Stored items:
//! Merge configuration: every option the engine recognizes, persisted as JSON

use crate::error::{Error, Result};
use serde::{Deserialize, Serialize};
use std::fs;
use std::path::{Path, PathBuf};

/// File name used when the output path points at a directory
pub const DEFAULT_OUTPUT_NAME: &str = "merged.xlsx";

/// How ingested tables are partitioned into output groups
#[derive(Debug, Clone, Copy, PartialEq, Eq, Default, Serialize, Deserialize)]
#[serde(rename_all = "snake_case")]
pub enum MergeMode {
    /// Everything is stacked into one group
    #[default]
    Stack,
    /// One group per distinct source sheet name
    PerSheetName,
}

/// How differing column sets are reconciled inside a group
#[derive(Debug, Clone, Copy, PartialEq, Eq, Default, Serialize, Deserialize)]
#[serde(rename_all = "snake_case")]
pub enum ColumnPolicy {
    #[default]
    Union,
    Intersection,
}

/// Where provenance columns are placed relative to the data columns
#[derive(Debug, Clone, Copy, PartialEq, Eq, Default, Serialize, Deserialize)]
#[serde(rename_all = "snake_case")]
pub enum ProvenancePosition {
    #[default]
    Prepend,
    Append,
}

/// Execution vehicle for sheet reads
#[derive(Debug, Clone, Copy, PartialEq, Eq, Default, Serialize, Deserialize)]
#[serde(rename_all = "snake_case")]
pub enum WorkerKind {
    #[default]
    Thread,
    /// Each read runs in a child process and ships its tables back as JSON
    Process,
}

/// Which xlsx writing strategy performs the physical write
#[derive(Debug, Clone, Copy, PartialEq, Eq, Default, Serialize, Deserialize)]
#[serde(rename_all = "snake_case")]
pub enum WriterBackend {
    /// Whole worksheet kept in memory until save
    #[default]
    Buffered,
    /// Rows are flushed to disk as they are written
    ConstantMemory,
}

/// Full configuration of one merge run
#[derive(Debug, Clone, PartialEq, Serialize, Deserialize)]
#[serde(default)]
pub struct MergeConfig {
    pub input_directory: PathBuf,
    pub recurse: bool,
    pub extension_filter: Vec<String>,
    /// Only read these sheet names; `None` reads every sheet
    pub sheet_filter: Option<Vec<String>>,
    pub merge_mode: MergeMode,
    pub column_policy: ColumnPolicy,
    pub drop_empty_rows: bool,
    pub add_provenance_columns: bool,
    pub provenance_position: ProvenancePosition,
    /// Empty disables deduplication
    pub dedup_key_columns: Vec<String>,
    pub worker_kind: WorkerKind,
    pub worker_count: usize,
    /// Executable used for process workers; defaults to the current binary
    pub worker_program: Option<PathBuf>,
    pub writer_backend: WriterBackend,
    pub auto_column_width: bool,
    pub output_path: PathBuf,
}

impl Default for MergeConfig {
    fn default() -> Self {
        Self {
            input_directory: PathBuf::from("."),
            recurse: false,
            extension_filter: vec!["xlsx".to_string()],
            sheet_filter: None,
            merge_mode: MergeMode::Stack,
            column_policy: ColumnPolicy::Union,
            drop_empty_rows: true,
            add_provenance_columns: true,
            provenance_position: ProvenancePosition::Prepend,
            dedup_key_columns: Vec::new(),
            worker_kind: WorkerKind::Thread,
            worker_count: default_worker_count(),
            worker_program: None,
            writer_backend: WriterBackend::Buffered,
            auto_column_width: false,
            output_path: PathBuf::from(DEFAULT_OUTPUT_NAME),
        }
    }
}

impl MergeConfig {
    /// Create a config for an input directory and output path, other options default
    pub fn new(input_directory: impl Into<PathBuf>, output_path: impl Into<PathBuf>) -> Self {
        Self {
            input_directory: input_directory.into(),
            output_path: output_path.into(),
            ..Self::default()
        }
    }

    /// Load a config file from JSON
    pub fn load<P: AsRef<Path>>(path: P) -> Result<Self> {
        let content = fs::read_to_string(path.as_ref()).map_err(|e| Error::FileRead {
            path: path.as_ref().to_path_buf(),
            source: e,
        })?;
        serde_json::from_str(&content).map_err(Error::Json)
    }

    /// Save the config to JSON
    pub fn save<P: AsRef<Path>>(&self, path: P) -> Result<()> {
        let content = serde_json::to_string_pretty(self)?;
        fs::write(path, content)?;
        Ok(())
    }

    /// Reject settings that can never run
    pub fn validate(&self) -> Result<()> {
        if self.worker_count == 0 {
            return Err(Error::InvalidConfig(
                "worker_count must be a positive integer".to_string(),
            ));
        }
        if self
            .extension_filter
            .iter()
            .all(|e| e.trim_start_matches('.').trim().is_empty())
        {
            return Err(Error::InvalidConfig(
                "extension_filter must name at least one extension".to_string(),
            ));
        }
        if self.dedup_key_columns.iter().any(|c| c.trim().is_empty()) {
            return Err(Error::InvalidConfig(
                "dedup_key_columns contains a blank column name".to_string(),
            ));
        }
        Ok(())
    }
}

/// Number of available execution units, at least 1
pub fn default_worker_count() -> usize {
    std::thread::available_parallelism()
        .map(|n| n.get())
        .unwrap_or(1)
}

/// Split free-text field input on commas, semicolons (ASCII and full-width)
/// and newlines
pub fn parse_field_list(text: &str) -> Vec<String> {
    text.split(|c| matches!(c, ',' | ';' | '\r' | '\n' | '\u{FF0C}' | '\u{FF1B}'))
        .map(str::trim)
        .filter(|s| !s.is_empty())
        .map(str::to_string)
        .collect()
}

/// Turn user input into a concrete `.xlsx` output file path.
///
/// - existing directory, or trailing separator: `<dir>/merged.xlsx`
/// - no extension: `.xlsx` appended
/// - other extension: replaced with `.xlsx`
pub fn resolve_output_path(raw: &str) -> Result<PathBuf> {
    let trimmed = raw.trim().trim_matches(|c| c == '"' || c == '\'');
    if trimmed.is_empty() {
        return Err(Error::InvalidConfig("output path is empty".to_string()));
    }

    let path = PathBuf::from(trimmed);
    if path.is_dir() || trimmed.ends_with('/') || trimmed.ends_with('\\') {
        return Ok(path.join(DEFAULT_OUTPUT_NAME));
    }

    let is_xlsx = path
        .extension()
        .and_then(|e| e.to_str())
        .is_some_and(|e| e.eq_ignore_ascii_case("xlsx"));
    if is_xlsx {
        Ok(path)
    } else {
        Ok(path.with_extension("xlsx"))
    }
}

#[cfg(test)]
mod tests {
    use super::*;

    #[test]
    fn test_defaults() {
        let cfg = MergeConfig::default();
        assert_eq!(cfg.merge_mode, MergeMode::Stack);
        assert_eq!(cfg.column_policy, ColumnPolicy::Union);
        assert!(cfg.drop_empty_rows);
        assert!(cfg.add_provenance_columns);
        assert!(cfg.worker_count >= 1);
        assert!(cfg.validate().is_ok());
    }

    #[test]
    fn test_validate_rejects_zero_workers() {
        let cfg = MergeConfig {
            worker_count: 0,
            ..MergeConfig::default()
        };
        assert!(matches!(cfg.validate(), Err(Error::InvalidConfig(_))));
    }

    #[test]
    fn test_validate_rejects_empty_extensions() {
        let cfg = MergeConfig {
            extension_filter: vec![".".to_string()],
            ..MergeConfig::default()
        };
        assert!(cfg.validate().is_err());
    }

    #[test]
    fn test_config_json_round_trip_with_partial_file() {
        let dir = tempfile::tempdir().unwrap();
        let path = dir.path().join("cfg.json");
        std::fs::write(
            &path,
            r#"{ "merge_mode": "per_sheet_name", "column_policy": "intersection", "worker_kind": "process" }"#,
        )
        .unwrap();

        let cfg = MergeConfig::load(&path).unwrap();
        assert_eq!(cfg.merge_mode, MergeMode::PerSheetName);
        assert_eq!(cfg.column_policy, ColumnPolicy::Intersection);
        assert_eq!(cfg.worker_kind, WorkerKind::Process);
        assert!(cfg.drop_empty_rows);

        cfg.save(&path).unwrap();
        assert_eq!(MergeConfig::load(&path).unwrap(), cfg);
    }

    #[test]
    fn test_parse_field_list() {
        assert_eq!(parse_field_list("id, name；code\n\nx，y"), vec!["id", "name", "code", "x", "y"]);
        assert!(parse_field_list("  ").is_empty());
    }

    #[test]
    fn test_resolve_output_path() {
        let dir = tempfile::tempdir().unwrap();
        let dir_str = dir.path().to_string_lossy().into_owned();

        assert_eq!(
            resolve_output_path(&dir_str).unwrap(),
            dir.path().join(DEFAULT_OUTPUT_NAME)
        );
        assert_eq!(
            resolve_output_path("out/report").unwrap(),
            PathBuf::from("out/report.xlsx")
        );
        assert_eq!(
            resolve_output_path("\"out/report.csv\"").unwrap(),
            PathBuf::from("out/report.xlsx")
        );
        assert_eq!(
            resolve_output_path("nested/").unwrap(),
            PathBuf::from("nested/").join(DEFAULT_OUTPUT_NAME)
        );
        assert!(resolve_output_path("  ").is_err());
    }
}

> _Work instruction_:
Nothing but the lines from the start of the data above through the line with "pub enum ColumnPolicy" should appear in your answer, copied exactly.

> _Problem solution_:
//! Merge configuration: every option the engine recognizes, persisted as JSON

use crate::error::{Error, Result};
use serde::{Deserialize, Serialize};
use std::fs;
use std::path::{Path, PathBuf};

/// File name used when the output path points at a directory
pub const DEFAULT_OUTPUT_NAME: &str = "merged.xlsx";

/// How ingested tables are partitioned into output groups
#[derive(Debug, Clone, Copy, PartialEq, Eq, Default, Serialize, Deserialize)]
#[serde(rename_all = "snake_case")]
pub enum MergeMode {
    /// Everything is stacked into one group
    #[default]
    Stack,
    /// One group per distinct source sheet name
    PerSheetName,
}

/// How differing column sets are reconciled inside a group
#[derive(Debug, Clone, Copy, PartialEq, Eq, Default, Serialize, Deserialize)]
#[serde(rename_all = "snake_case")]
pub enum ColumnPolicy {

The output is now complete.